© Provided by WDSU New Orleans ochsner
Dr. R. John Sawyer juggles a lot. He is a father of two and a neuropsychologist at Ochsner Health. He has seen patients with COVID-19 struggle — and patients without the virus put their appointments on hold. He has seen heavy workloads wear coworkers thin, driving many to quit the front lines.
“Our lives are unpredictable and have been for two years,” he said.
But seeking to cool down burnout among health care workers, Ochsner has won a $2.9 million grant from the U.S. Department of Health and Human Services. The money will fund coaching workshops, counseling, stress management and other programs aimed at boosting worker morale.
Ochsner’s Office of Professional Well-Being will handle the services. The office is the first of its kind at a Louisiana hospital.
“The issue of workforce fulfillment is the most important thing I’ve ever taken on in my profession,” Girgrah said. “The pandemic, the various surges of the pandemic, we’ve seen many emotions. We have to destigmatize the issue of mental health in the health care sector.”

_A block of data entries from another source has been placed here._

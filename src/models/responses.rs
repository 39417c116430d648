//! Response DTOs for the control API
//!
//! Defines the structure of outgoing JSON bodies.

use serde::Serialize;

use crate::cache::CacheStats;
use crate::lifecycle::{ActivationReport, InstallReport};
use crate::registration::RegisterOutcome;
use crate::worker::WorkerInfo;

/// One cache generation in the status report.
#[derive(Debug, Clone, Serialize)]
pub struct GenerationStatus {
    pub name: String,
    pub entries: usize,
    pub hits: u64,
    pub misses: u64,
    pub stores: u64,
    pub hit_rate: f64,
}

impl GenerationStatus {
    pub fn new(name: impl Into<String>, stats: &CacheStats) -> Self {
        Self {
            name: name.into(),
            entries: stats.total_entries,
            hits: stats.hits,
            misses: stats.misses,
            stores: stats.stores,
            hit_rate: stats.hit_rate(),
        }
    }
}

/// Response body for GET /__sw/status
#[derive(Debug, Clone, Serialize)]
pub struct StatusResponse {
    pub active: Option<WorkerInfo>,
    pub waiting: Option<WorkerInfo>,
    /// A newer version is installed but not yet in control
    pub update_available: bool,
    pub generations: Vec<GenerationStatus>,
}

/// Response body for POST /__sw/message
#[derive(Debug, Clone, Serialize)]
pub struct MessageResponse {
    /// Whether the message caused a waiting worker to activate
    pub activated: bool,
    #[serde(skip_serializing_if = "Option::is_none")]
    pub activation: Option<ActivationReport>,
}

impl MessageResponse {
    pub fn new(activation: Option<ActivationReport>) -> Self {
        Self {
            activated: activation.is_some(),
            activation,
        }
    }
}

/// Response body for POST /__sw/update
#[derive(Debug, Clone, Serialize)]
pub struct UpdateResponse {
    /// `unchanged`, `activated` or `waiting`
    pub outcome: &'static str,
    #[serde(skip_serializing_if = "Option::is_none")]
    pub install: Option<InstallReport>,
    #[serde(skip_serializing_if = "Option::is_none")]
    pub activation: Option<ActivationReport>,
}

impl From<RegisterOutcome> for UpdateResponse {
    fn from(outcome: RegisterOutcome) -> Self {
        match outcome {
            RegisterOutcome::Unchanged => Self {
                outcome: "unchanged",
                install: None,
                activation: None,
            },
            RegisterOutcome::Activated {
                install,
                activation,
            } => Self {
                outcome: "activated",
                install: Some(install),
                activation: Some(activation),
            },
            RegisterOutcome::Waiting(install) => Self {
                outcome: "waiting",
                install: Some(install),
                activation: None,
            },
        }
    }
}

/// Response body for the health endpoint (GET /__sw/health)
#[derive(Debug, Clone, Serialize)]
pub struct HealthResponse {
    /// Health status (e.g., "healthy")
    pub status: String,
    /// Current timestamp in ISO 8601 format
    pub timestamp: String,
}

impl HealthResponse {
    /// Creates a new HealthResponse with current timestamp
    pub fn healthy() -> Self {
        Self {
            status: "healthy".to_string(),
            timestamp: chrono::Utc::now().to_rfc3339(),
        }
    }
}

/// Error response body for all error conditions
#[derive(Debug, Clone, Serialize)]
pub struct ErrorResponse {
    /// Error message describing what went wrong
    pub error: String,
}

impl ErrorResponse {
    pub fn new(error: impl Into<String>) -> Self {
        Self {
            error: error.into(),
        }
    }
}
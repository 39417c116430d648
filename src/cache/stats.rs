//! Generation Statistics Module
//!
//! Tracks lookups and writes against a single cache generation.

use serde::Serialize;

// == Cache Stats ==
/// Per-generation counters.
#[derive(Debug, Clone, Default, PartialEq, Serialize)]
pub struct CacheStats {
    /// Lookups that found a stored response
    pub hits: u64,
    /// Lookups that found nothing
    pub misses: u64,
    /// Responses written (install batch entries count individually)
    pub stores: u64,
    /// Current number of stored responses
    pub total_entries: usize,
}

impl CacheStats {
    // == Constructor ==
    /// Creates a new CacheStats with all counters at zero.
    pub fn new() -> Self {
        Self::default()
    }

    // == Hit Rate ==
    /// Returns hits / (hits + misses), or 0.0 if no lookups have been made.
    pub fn hit_rate(&self) -> f64 {
        let total = self.hits + self.misses;
        if total == 0 {
            0.0
        } else {
            self.hits as f64 / total as f64
        }
    }

    pub fn record_hit(&mut self) {
        self.hits += 1;
    }

    pub fn record_miss(&mut self) {
        self.misses += 1;
    }

    pub fn record_stores(&mut self, count: usize) {
        self.stores += count as u64;
    }

    pub fn set_total_entries(&mut self, count: usize) {
        self.total_entries = count;
    }
}
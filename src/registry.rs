//! Version Registry
//!
//! The version tag that names the active cache generation, and the naming
//! scheme that ties generations to this site.

use std::fmt;
use std::str::FromStr;

use serde::{Deserialize, Serialize};

use crate::error::WorkerError;

/// Prefix shared by every generation this worker owns.
pub const DEFAULT_CACHE_PREFIX: &str = "tingyuun-cache-";

/// Version shipped with the current deployment.
pub const DEFAULT_CACHE_VERSION: &str = "v1.1.0";

// == Version Tag ==
/// A `vMAJOR.MINOR.PATCH` tag. Bumping it is the only way to invalidate
/// caches on the next deploy.
#[derive(Debug, Clone, Copy, PartialEq, Eq, PartialOrd, Ord, Hash, Serialize, Deserialize)]
#[serde(try_from = "String", into = "String")]
pub struct VersionTag {
    pub major: u32,
    pub minor: u32,
    pub patch: u32,
}

impl VersionTag {
    pub const fn new(major: u32, minor: u32, patch: u32) -> Self {
        Self {
            major,
            minor,
            patch,
        }
    }
}

impl FromStr for VersionTag {
    type Err = WorkerError;

    fn from_str(s: &str) -> Result<Self, Self::Err> {
        let invalid = || WorkerError::Config(format!("invalid version tag '{}'", s));

        let rest = s.strip_prefix('v').ok_or_else(invalid)?;
        let mut parts = rest.split('.');
        let mut next = || -> Result<u32, WorkerError> {
            let part = parts.next().ok_or_else(invalid)?;
            if part.is_empty() || !part.bytes().all(|b| b.is_ascii_digit()) {
                return Err(invalid());
            }
            part.parse().map_err(|_| invalid())
        };
        let tag = VersionTag::new(next()?, next()?, next()?);

        if parts.next().is_some() {
            return Err(invalid());
        }
        Ok(tag)
    }
}

impl TryFrom<String> for VersionTag {
    type Error = WorkerError;

    fn try_from(value: String) -> Result<Self, Self::Error> {
        value.parse()
    }
}

impl From<VersionTag> for String {
    fn from(tag: VersionTag) -> Self {
        tag.to_string()
    }
}

impl fmt::Display for VersionTag {
    fn fmt(&self, f: &mut fmt::Formatter<'_>) -> fmt::Result {
        write!(f, "v{}.{}.{}", self.major, self.minor, self.patch)
    }
}

// == Cache Naming ==
/// Maps a version tag to its generation name.
#[derive(Debug, Clone, PartialEq, Eq)]
pub struct CacheNaming {
    prefix: String,
    version: VersionTag,
}

impl CacheNaming {
    pub fn new(prefix: impl Into<String>, version: VersionTag) -> Self {
        Self {
            prefix: prefix.into(),
            version,
        }
    }

    pub fn prefix(&self) -> &str {
        &self.prefix
    }

    pub fn version(&self) -> VersionTag {
        self.version
    }

    /// Name of the generation this version writes to.
    pub fn generation_name(&self) -> String {
        format!("{}{}", self.prefix, self.version)
    }

    /// True for generations owned by this site but not the current version.
    /// Caches belonging to anything else are never touched.
    pub fn is_stale(&self, name: &str) -> bool {
        name.starts_with(&self.prefix) && name != self.generation_name()
    }
}

impl Default for CacheNaming {
    fn default() -> Self {
        Self::new(DEFAULT_CACHE_PREFIX, VersionTag::new(1, 1, 0))
    }
}
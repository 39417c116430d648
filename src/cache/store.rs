//! Cache Generation Module
//!
//! A named request → response store. One generation exists per deployed
//! version; it is written by install and by the caching policies.

use std::collections::HashMap;
use std::sync::Arc;

use tokio::sync::RwLock;

use crate::cache::{CacheStats, RequestKey};
use crate::error::{Result, WorkerError};
use crate::fetch::FetchResponse;

/// Shared handle to a generation.
pub type GenerationHandle = Arc<RwLock<CacheGeneration>>;

// == Cache Generation ==
#[derive(Debug)]
pub struct CacheGeneration {
    /// Generation name, e.g. `tingyuun-cache-v1.1.0`
    name: String,
    /// Stored responses
    entries: HashMap<RequestKey, FetchResponse>,
    /// Lookup/write counters
    stats: CacheStats,
}

impl CacheGeneration {
    // == Constructor ==
    pub fn new(name: impl Into<String>) -> Self {
        Self {
            name: name.into(),
            entries: HashMap::new(),
            stats: CacheStats::new(),
        }
    }

    pub fn name(&self) -> &str {
        &self.name
    }

    // == Match ==
    /// Returns a copy of the stored response for `key`.
    pub fn match_request(&mut self, key: &RequestKey) -> Option<FetchResponse> {
        match self.entries.get(key) {
            Some(response) => {
                self.stats.record_hit();
                Some(response.clone())
            }
            None => {
                self.stats.record_miss();
                None
            }
        }
    }

    /// Looks up without touching the counters.
    #[cfg(test)]
    pub(crate) fn peek(&self, key: &RequestKey) -> Option<&FetchResponse> {
        self.entries.get(key)
    }

    // == Put ==
    /// Stores `response` under `key`, replacing any previous entry.
    pub fn put(&mut self, key: RequestKey, response: FetchResponse) -> Result<()> {
        if !key.is_storable() {
            return Err(WorkerError::InvalidRequest(format!(
                "cannot store {}: only GET requests are cacheable",
                key
            )));
        }

        self.entries.insert(key, response);
        self.stats.record_stores(1);
        self.stats.set_total_entries(self.entries.len());
        Ok(())
    }

    // == Put All ==
    /// Stores a batch as a unit: if any key is rejected nothing is written.
    pub fn put_all(&mut self, batch: Vec<(RequestKey, FetchResponse)>) -> Result<usize> {
        if let Some((key, _)) = batch.iter().find(|(key, _)| !key.is_storable()) {
            return Err(WorkerError::InvalidRequest(format!(
                "cannot store {}: only GET requests are cacheable",
                key
            )));
        }

        let count = batch.len();
        for (key, response) in batch {
            self.entries.insert(key, response);
        }
        self.stats.record_stores(count);
        self.stats.set_total_entries(self.entries.len());
        Ok(count)
    }

    pub fn contains(&self, key: &RequestKey) -> bool {
        self.entries.contains_key(key)
    }

    pub fn stats(&self) -> CacheStats {
        let mut stats = self.stats.clone();
        stats.set_total_entries(self.entries.len());
        stats
    }

    pub fn len(&self) -> usize {
        self.entries.len()
    }

    pub fn is_empty(&self) -> bool {
        self.entries.is_empty()
    }
}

One program will give nurses at eight Ochsner hospitals a year of coaching, then another six months of feedback.
“What keeps me up at night is turnover with my nursing colleagues,” Girgrah said. “I’m so proud to receive this grant because I think it will let us move forward more quickly in this important area.”
Other offerings include: online forums for health care workers to share challenges and coping strategies; clinical services for employees and immediate relatives; and regularly scheduled time to share emotional issues they face in caring for patients.
“We’re going to have to experiment, see which initiatives work, which we should scale,” Girgrah said. “We have to measure burnout. We have to measure mental health.”
The psychologist Sawyer is grateful for the grant, which he says will give him time and space to look inward.
“It allows us to experience a lot of agency and power to change our lives, whether that’s our lives at home 0r at work,” he said. “That gets me excited everyday.”